**WHAT YOU HAVE TO DO:** I need only the number of lines in this data that contain the string "Deserialize".

Saved data entries:
//! Deployment environments

use serde::{Deserialize, Serialize};
use std::fmt;
use std::str::FromStr;
use thiserror::Error;

/// Deployment environment used to select a feature configuration.
#[derive(
    Debug, Clone, Copy, Default, PartialEq, Eq, PartialOrd, Ord, Hash, Serialize, Deserialize,
)]
#[serde(rename_all = "lowercase")]
pub enum Environment {
    #[default]
    Local,
    Integration,
    Production,
}

impl Environment {
    /// All environments, in promotion order
    pub const ALL: [Environment; 3] = [
        Environment::Local,
        Environment::Integration,
        Environment::Production,
    ];

    pub fn as_str(&self) -> &'static str {
        match self {
            Environment::Local => "local",
            Environment::Integration => "integration",
            Environment::Production => "production",
        }
    }
}

impl fmt::Display for Environment {
    fn fmt(&self, f: &mut fmt::Formatter<'_>) -> fmt::Result {
        f.write_str(self.as_str())
    }
}

/// Unrecognized environment name
#[derive(Debug, Clone, PartialEq, Eq, Error)]
#[error("unknown environment: {0}")]
pub struct ParseEnvironmentError(pub String);

impl FromStr for Environment {
    type Err = ParseEnvironmentError;

    fn from_str(s: &str) -> Result<Self, Self::Err> {
        match s.trim().to_lowercase().as_str() {
            "local" | "dev" | "development" => Ok(Environment::Local),
            "integration" | "int" | "staging" | "test" => Ok(Environment::Integration),
            "production" | "prod" => Ok(Environment::Production),
            _ => Err(ParseEnvironmentError(s.to_string())),
        }
    }
}
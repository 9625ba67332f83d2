//! Guard adapters
//!
//! Translate a [`FeatureCheckResult`] into an HTTP rejection or a page
//! redirect. These adapters add no decision logic of their own.

use crate::engine::RolloutEngine;
use crate::flag::{FeatureCheckContext, FeatureCheckResult};
use crate::source::FeatureSource;
use serde_json::json;
use std::time::Duration;

/// How a disabled feature is reported over HTTP
#[derive(Debug, Clone, Copy, Default, PartialEq, Eq)]
pub enum GuardMode {
    /// Pretend the feature does not exist (404)
    #[default]
    NotFound,
    /// Report the feature as temporarily unavailable (503 + `Retry-After`)
    Unavailable { retry_after: Duration },
}

/// Rejection produced when a guarded feature is off
#[derive(Debug, Clone, PartialEq)]
pub struct GuardRejection {
    /// HTTP status code
    pub status: u16,
    /// Value for the `Retry-After` header, in seconds
    pub retry_after_secs: Option<u64>,
    /// JSON body: `{ "error", "feature", "reason" }`
    pub body: serde_json::Value,
}

impl GuardRejection {
    /// Header pairs to attach to the response
    pub fn headers(&self) -> Vec<(&'static str, String)> {
        let mut headers = vec![("Content-Type", "application/json".to_string())];
        if let Some(secs) = self.retry_after_secs {
            headers.push(("Retry-After", secs.to_string()));
        }
        headers
    }
}

/// Result of an HTTP guard check
#[derive(Debug, Clone, PartialEq)]
pub enum GuardOutcome {
    Allow,
    Reject(GuardRejection),
}

impl GuardOutcome {
    pub fn is_allowed(&self) -> bool {
        matches!(self, GuardOutcome::Allow)
    }
}

/// HTTP guard for a feature-gated endpoint
#[derive(Debug, Clone, Copy, Default, PartialEq, Eq)]
pub struct FeatureGuard {
    mode: GuardMode,
}

impl FeatureGuard {
    /// Guard that answers 404 for disabled features
    pub fn not_found() -> Self {
        Self {
            mode: GuardMode::NotFound,
        }
    }

    /// Guard that answers 503 with a `Retry-After` hint
    pub fn unavailable(retry_after: Duration) -> Self {
        Self {
            mode: GuardMode::Unavailable { retry_after },
        }
    }

    pub fn mode(&self) -> GuardMode {
        self.mode
    }

    /// Translate a decision for `feature`
    pub fn check(&self, feature: &str, result: &FeatureCheckResult) -> GuardOutcome {
        if result.enabled {
            return GuardOutcome::Allow;
        }

        let (status, error, retry_after_secs) = match self.mode {
            GuardMode::NotFound => (404, "Not Found", None),
            GuardMode::Unavailable { retry_after } => {
                (503, "Feature temporarily unavailable", Some(retry_after.as_secs()))
            }
        };

        GuardOutcome::Reject(GuardRejection {
            status,
            retry_after_secs,
            body: json!({
                "error": error,
                "feature": feature,
                "reason": result.reason,
            }),
        })
    }
}

/// Result of a page-route guard check
#[derive(Debug, Clone, PartialEq, Eq)]
pub enum RouteOutcome {
    Render,
    Redirect(String),
}

/// Page-routing guard that redirects away from disabled features
#[derive(Debug, Clone, PartialEq, Eq)]
pub struct RouteGuard {
    fallback: String,
}

impl RouteGuard {
    pub fn new(fallback: impl Into<String>) -> Self {
        Self {
            fallback: fallback.into(),
        }
    }

    pub fn fallback(&self) -> &str {
        &self.fallback
    }

    pub fn check(&self, result: &FeatureCheckResult) -> RouteOutcome {
        if result.enabled {
            RouteOutcome::Render
        } else {
            RouteOutcome::Redirect(self.fallback.clone())
        }
    }
}

impl Default for RouteGuard {
    fn default() -> Self {
        Self::new("/404")
    }
}

impl<S: FeatureSource> RolloutEngine<S> {
    /// Evaluate `feature` and translate the decision through `guard`
    pub fn guard(
        &self,
        guard: &FeatureGuard,
        feature: impl AsRef<str>,
        context: &FeatureCheckContext,
    ) -> GuardOutcome {
        let feature = feature.as_ref();
        guard.check(feature, &self.is_feature_enabled(feature, context))
    }

    /// Evaluate `feature` and translate the decision through a route guard
    pub fn guard_route(
        &self,
        guard: &RouteGuard,
        feature: impl AsRef<str>,
        context: &FeatureCheckContext,
    ) -> RouteOutcome {
        guard.check(&self.is_feature_enabled(feature, context))
    }
}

**RESPONSE FOR THIS EXERCISE:** 2